The Chinese Communist Party (CCP) is bolstering autocrats and undermining democracy across the globe, and its means run the gamut. It exports surveillance systems to governments accused of human rights violations (Egypt, Serbia, Cambodia, for instance). It trains the recipients on how to use the technology for social and political control. It extols the virtues of authoritarian rule to political parties in South Africa, Kenya, Vietnam, and Cuba while sharing expertise on how ruling parties can tighten their grip. Its internet and social media regulation, which really amounts to censorship, even spurred Nigeria’s minister of information and culture to call for replicating CCP practices.

Emboldened by the pandemic, authoritarian actors and aspiring dictators attempting to cement power and centralize authority across the globe are increasingly supported and encouraged by the CCP. And the party has seized on its well-established networks to export its authoritarian model more candidly and aggressively than ever before.
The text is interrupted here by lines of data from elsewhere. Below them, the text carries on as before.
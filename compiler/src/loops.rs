// loops.rs — Structural loop descriptors (consumed, not computed)
//
// The transform never detects loops itself; a caller-supplied provider names,
// for any state, the enclosing structural loop as a guard state plus body
// state set. Loop descriptors are only used as grouping keys for deferred
// copy obligations during boundary elision.
//
// Preconditions: descriptors describe actual loops of the graph they are
//                queried for; the guard is outside the body set.
// Postconditions: none (read-only data).
// Failure modes: none here; a guard with zero or multiple exit edges is
//                rejected later, during scaffold materialization.
// Side effects: none.

use std::collections::BTreeSet;

use serde::{Deserialize, Serialize};

use crate::ir::{ProgramGraph, StateId};

/// A structural loop: guard state plus body state set.
#[derive(Debug, Clone, PartialEq, Serialize, Deserialize)]
pub struct LoopDescriptor {
    pub label: String,
    pub guard: StateId,
    pub body: BTreeSet<StateId>,
}

/// All loops of one graph, in provider order.
#[derive(Debug, Clone, Default, PartialEq, Serialize, Deserialize)]
pub struct LoopSet {
    pub loops: Vec<LoopDescriptor>,
}

impl LoopSet {
    pub fn new(loops: Vec<LoopDescriptor>) -> Self {
        LoopSet { loops }
    }

    /// Index of the loop whose body contains `state`, if any.
    /// The first (innermost-listed) match wins.
    pub fn enclosing(&self, state: StateId) -> Option<usize> {
        self.loops.iter().position(|l| l.body.contains(&state))
    }

    pub fn get(&self, idx: usize) -> &LoopDescriptor {
        &self.loops[idx]
    }
}

/// Supplies loop descriptors per graph. Nested programs are looked up by
/// label, so one provider can serve a whole recursion.
pub trait LoopProvider {
    fn loops_of(&self, graph: &ProgramGraph) -> LoopSet;
}

/// Provider for graphs known to contain no structural loops.
#[derive(Debug, Clone, Copy, Default)]
pub struct NoLoops;

impl LoopProvider for NoLoops {
    fn loops_of(&self, _graph: &ProgramGraph) -> LoopSet {
        LoopSet::default()
    }
}

/// Static provider: loop sets keyed by graph label.
#[derive(Debug, Clone, Default, Serialize, Deserialize)]
pub struct StaticLoops {
    pub by_graph: std::collections::BTreeMap<String, LoopSet>,
}

impl StaticLoops {
    pub fn single(graph_label: impl Into<String>, set: LoopSet) -> Self {
        let mut by_graph = std::collections::BTreeMap::new();
        by_graph.insert(graph_label.into(), set);
        StaticLoops { by_graph }
    }
}

impl LoopProvider for StaticLoops {
    fn loops_of(&self, graph: &ProgramGraph) -> LoopSet {
        self.by_graph.get(&graph.label).cloned().unwrap_or_default()
    }
}

// ── Tests ───────────────────────────────────────────────────────────────────

#[cfg(test)]
mod tests {
    use super::*;

    #[test]
    fn enclosing_finds_body_state() {
        let set = LoopSet::new(vec![LoopDescriptor {
            label: "l0".into(),
            guard: StateId(1),
            body: [StateId(2), StateId(3)].into_iter().collect(),
        }]);
        assert_eq!(set.enclosing(StateId(2)), Some(0));
        assert_eq!(set.enclosing(StateId(1)), None);
        assert_eq!(set.enclosing(StateId(5)), None);
    }

    #[test]
    fn static_provider_keys_by_label() {
        let g = ProgramGraph::new("inner");
        let provider = StaticLoops::single("outer", LoopSet::default());
        assert!(provider.loops_of(&g).loops.is_empty());
    }
}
But a growing number of civil society groups, journalists, and activists in target countries are working to push back against authoritarian influence from Beijing and shore up their countries’ democratic institutions. Spurred on by the CCP’s increasingly forceful posture and a mounting body of publicly available evidence exposing the impact of its tactics on democratic processes and values, civil society and independent media are working to expose and counter this threat – and they are increasingly joined in these efforts by national and local elected officials. Such resistance will become even more critical, as governments around the world seek to contain COVID-19 and deploy new approaches to governance challenges left in the wake of the pandemic. Those challenges include foreign and domestic disinformation efforts that threaten public health responses and undermine the integrity of information ecosystems.

Exporting Authoritarianism

China’s increasingly potent foreign-influence tactics undermine vulnerable democracies by exploiting and exacerbating trends toward autocracy and by capitalizing on a lack of clear understanding among governments in target countries of the potentially damaging aspects of engagement with Beijing. As an example, China promotes opacity at the expense of accountability: while Chinese government-linked entities conclude infrastructure investment deals that give it financial leverage and embolden complicit and corrupt local players, the CCP simultaneously shapes the information space to silence critics and influence domestic political decision-making in its favor.
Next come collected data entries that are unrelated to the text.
// ── Tests ───────────────────────────────────────────────────────────────────

#[cfg(test)]
mod tests {
    use super::*;
    use crate::ir::{ArrayDesc, Dim, StorageKind};
    use crate::loops::{LoopDescriptor, LoopSet};

    fn device_array(n: u64) -> ArrayDesc {
        ArrayDesc::array(vec![Dim::Const(n)])
            .with_storage(StorageKind::DeviceGlobal)
            .transient()
    }

    /// One state with a host tasklet reading device array `d`.
    fn reader_graph() -> (ProgramGraph, StateId) {
        let mut g = ProgramGraph::new("p");
        g.add_array("d", device_array(8));
        g.add_array("out", ArrayDesc::scalar().transient());
        let sid = g.add_state("s0");
        let st = g.state_mut(sid);
        let d = st.add_access("d");
        let t = st.add_code("t", vec!["x".into()], vec!["y".into()]);
        let o = st.add_access("out");
        st.add_edge(d, None, t, Some("x".into()), "d", Subset::element());
        st.add_edge(t, Some("y".into()), o, None, "out", Subset::element());
        (g, sid)
    }

    #[test]
    fn host_read_goes_through_shadow_with_copy() {
        let (mut g, sid) = reader_graph();
        let mut reg = ShadowRegistry::bootstrap(&g);
        run(&mut g, &mut reg, &LoopSet::default()).unwrap();

        assert!(g.arrays.contains_key("host_d"));
        assert_eq!(g.arrays["host_d"].storage, StorageKind::HostHeap);
        let st = g.state(sid);
        // d → host_d copy, then host_d → tasklet.
        let copy = st
            .edges()
            .find(|e| st.node(e.src).access_array() == Some("d"))
            .expect("device-to-host copy");
        assert_eq!(st.node(copy.dst).access_array(), Some("host_d"));
        assert_eq!(copy.array, "d");
        let feed = st
            .edges()
            .find(|e| e.dst_conn.as_deref() == Some("x"))
            .expect("tasklet input");
        assert_eq!(st.node(feed.src).access_array(), Some("host_d"));
        assert_eq!(feed.array, "host_d");
    }

    #[test]
    fn host_write_gets_write_back() {
        let mut g = ProgramGraph::new("p");
        g.add_array("d", device_array(8));
        let sid = g.add_state("s0");
        let st = g.state_mut(sid);
        let t = st.add_code("t", vec![], vec!["y".into()]);
        let d = st.add_access("d");
        st.add_edge(t, Some("y".into()), d, None, "d", Subset::element());
        let mut reg = ShadowRegistry::bootstrap(&g);
        run(&mut g, &mut reg, &LoopSet::default()).unwrap();

        let st = g.state(sid);
        let feed = st
            .edges()
            .find(|e| e.src_conn.as_deref() == Some("y"))
            .expect("tasklet output");
        assert_eq!(st.node(feed.dst).access_array(), Some("host_d"));
        let back = st
            .edges()
            .find(|e| st.node(e.dst).access_array() == Some("d"))
            .expect("host-to-device write-back");
        assert_eq!(st.node(back.src).access_array(), Some("host_d"));
        assert_eq!(back.array, "host_d");
    }

    #[test]
    fn copy_is_ordered_after_in_state_producer() {
        // A device map writes `d`; a host tasklet in the same state reads it.
        // The device-to-host copy must hang off the node the map writes, not
        // a detached duplicate, or the copy could run before the kernel.
        let mut g = ProgramGraph::new("p");
        g.add_array("d", device_array(8));
        g.add_array("out", ArrayDesc::scalar().transient());
        let sid = g.add_state("s0");
        let st = g.state_mut(sid);
        let (entry, exit) = st.add_scope(
            crate::ir::ScopeKind::Map,
            crate::ir::ScheduleKind::DeviceParallel,
            vec!["i".into()],
            None,
        );
        let k = st.add_code_in("k", vec![], vec!["v".into()], Some(entry));
        let d = st.add_access("d");
        st.add_edge(k, Some("v".into()), exit, Some("IN_d".into()), "d", Subset::element());
        st.add_edge(exit, Some("OUT_d".into()), d, None, "d", Subset::element());
        let t = st.add_code("t", vec!["x".into()], vec!["y".into()]);
        let o = st.add_access("out");
        st.add_edge(d, None, t, Some("x".into()), "d", Subset::element());
        st.add_edge(t, Some("y".into()), o, None, "out", Subset::element());

        let mut reg = ShadowRegistry::bootstrap(&g);
        run(&mut g, &mut reg, &LoopSet::default()).unwrap();

        let st = g.state(sid);
        let copy = st
            .edges()
            .find(|e| st.node(e.dst).access_array() == Some("host_d"))
            .expect("device-to-host copy");
        assert_eq!(copy.src, d, "copy reads the node the map writes");
        assert!(st
            .in_edges(copy.src)
            .into_iter()
            .any(|eid| st.edge(eid).is_some_and(|e| e.src == exit)));
    }

    #[test]
    fn write_back_reaches_in_state_consumer() {
        // Host tasklet writes `d`; a device map in the same state reads the
        // same access node. The write-back must land on that node.
        let mut g = ProgramGraph::new("p");
        g.add_array("d", device_array(8));
        let sid = g.add_state("s0");
        let st = g.state_mut(sid);
        let t = st.add_code("t", vec![], vec!["y".into()]);
        let d = st.add_access("d");
        st.add_edge(t, Some("y".into()), d, None, "d", Subset::element());
        let (entry, _) = st.add_scope(
            crate::ir::ScopeKind::Map,
            crate::ir::ScheduleKind::DeviceParallel,
            vec!["i".into()],
            None,
        );
        st.add_edge(d, None, entry, Some("IN_d".into()), "d", Subset::element());

        let mut reg = ShadowRegistry::bootstrap(&g);
        run(&mut g, &mut reg, &LoopSet::default()).unwrap();

        let st = g.state(sid);
        let back = st
            .edges()
            .find(|e| st.node(e.src).access_array() == Some("host_d")
                && st.node(e.dst).access_array() == Some("d"))
            .expect("host-to-device write-back");
        assert_eq!(back.dst, d, "write-back lands on the node the map reads");
    }

    #[test]
    fn scope_nested_code_is_left_alone() {
        let mut g = ProgramGraph::new("p");
        g.add_array("d", device_array(8));
        let sid = g.add_state("s0");
        let st = g.state_mut(sid);
        let d = st.add_access("d");
        let (entry, _) = st.add_scope(
            crate::ir::ScopeKind::Map,
            crate::ir::ScheduleKind::DeviceParallel,
            vec!["i".into()],
            None,
        );
        let t = st.add_code_in("t", vec!["x".into()], vec![], Some(entry));
        st.add_edge(d, None, entry, Some("IN_d".into()), "d", Subset::element());
        st.add_edge(entry, Some("OUT_d".into()), t, Some("x".into()), "d", Subset::element());
        let mut reg = ShadowRegistry::bootstrap(&g);
        run(&mut g, &mut reg, &LoopSet::default()).unwrap();
        assert!(!g.arrays.contains_key("host_d"));
    }

    /// pre → guard → body → guard, guard → after; host tasklet in the body
    /// reads and writes device array `d`.
    fn loop_graph() -> (ProgramGraph, LoopSet) {
        let mut g = ProgramGraph::new("p");
        g.add_array("d", device_array(8));
        let pre = g.add_state("pre");
        let guard = g.add_state("guard");
        let body = g.add_state("body");
        let after = g.add_state("after");
        g.add_control_edge(ControlEdge::unconditional(pre, guard));
        g.add_control_edge(ControlEdge::conditional(guard, body, "i < 4"));
        g.add_control_edge(ControlEdge::conditional(guard, after, "i >= 4"));
        g.add_control_edge(ControlEdge::unconditional(body, guard).with_assignment("i", "i + 1"));
        g.start = pre;

        let st = g.state_mut(body);
        let d_in = st.add_access("d");
        let t = st.add_code("t", vec!["x".into()], vec!["y".into()]);
        let d_out = st.add_access("d");
        st.add_edge(d_in, None, t, Some("x".into()), "d", Subset::element());
        st.add_edge(t, Some("y".into()), d_out, None, "d", Subset::element());

        let set = LoopSet::new(vec![LoopDescriptor {
            label: "l0".into(),
            guard,
            body: [body].into_iter().collect(),
        }]);
        (g, set)
    }

    #[test]
    fn loop_copies_batch_at_the_boundary() {
        let (mut g, loops) = loop_graph();
        let mut reg = ShadowRegistry::bootstrap(&g);
        run(&mut g, &mut reg, &loops).unwrap();

        let body = g.state(StateId(2));
        // No per-iteration copies inside the body.
        assert_eq!(body.edges().count(), 2);
        assert!(body
            .edges()
            .all(|e| e.array == "host_d"));

        let copyin = g
            .states()
            .find(|s| s.label == "guard_loopcopyin")
            .expect("loop copy-in state");
        let e = copyin.edges().next().expect("scaffold copy");
        assert_eq!(copyin.node(e.src).access_array(), Some("d"));
        assert_eq!(copyin.node(e.dst).access_array(), Some("host_d"));
        assert_eq!(copyin.edges().count(), 1, "deduped by device name");

        let copyout = g
            .states()
            .find(|s| s.label == "guard_loopcopyout")
            .expect("loop copy-out state");
        let e = copyout.edges().next().expect("scaffold write-back");
        assert_eq!(copyout.node(e.src).access_array(), Some("host_d"));
        assert_eq!(copyout.node(e.dst).access_array(), Some("d"));

        // pre enters through copy-in; the back edge still targets the guard.
        let pre_out = g.out_control_edges(StateId(0));
        assert_eq!(g.control_edge(pre_out[0]).dst, copyin.id);
        let back = g
            .control_edges()
            .find(|e| !e.assignments.is_empty())
            .unwrap();
        assert_eq!(back.dst, StateId(1));

        // The exit condition rides the redirected edge into copy-out, and an
        // unconditional edge continues to the old exit target.
        let exit = g
            .control_edges()
            .find(|e| e.condition.as_deref() == Some("i >= 4"))
            .unwrap();
        assert_eq!(exit.dst, copyout.id);
        assert!(g
            .control_edges()
            .any(|e| e.src == copyout.id && e.dst == StateId(3) && e.condition.is_none()));
    }

    #[test]
    fn multi_exit_loop_is_rejected() {
        let (mut g, mut loops) = loop_graph();
        // Second exit edge out of the guard.
        let extra = g.add_state("err");
        let guard = loops.loops[0].guard;
        g.add_control_edge(ControlEdge::conditional(guard, extra, "i < 0"));
        let mut reg = ShadowRegistry::bootstrap(&g);
        assert!(matches!(
            run(&mut g, &mut reg, &loops),
            Err(OffloadError::Invariant(_))
        ));
    }
}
The CCP utilizes varying and sophisticated means to influence countries’ internal narratives. They include overt propaganda, funding of research centers, media training and investment, corrupting powerful elites, and the establishment of Confucius Institutes, Chinese-funded university partnerships to promote Chinese language and culture that the U.S. State Department has characterized as entities intended to advance “Beijing’s global propaganda and malign influence.”

In recent years, the CCP has only become bolder in its efforts to promote authoritarian solutions to problems facing a growing number of countries, and it is rapidly co-opting politicians and elites all too willing to reject democratic processes to serve their own ends. These trends are exacerbated by the COVID-19 pandemic, which has highlighted systemic weaknesses in service delivery – health care and economic assistance, for starters — and increased governments’ desperation to accept Chinese investment and other offers of assistance that address pressing short-term needs.

Exposing Authoritarian Influence 

Yet, a growing number of civil society organizations, investigative journalists, and elected officials are undertaking efforts to identify and expose the impact of such influence campaigns on their societies’ economies, democratic processes, and environments. 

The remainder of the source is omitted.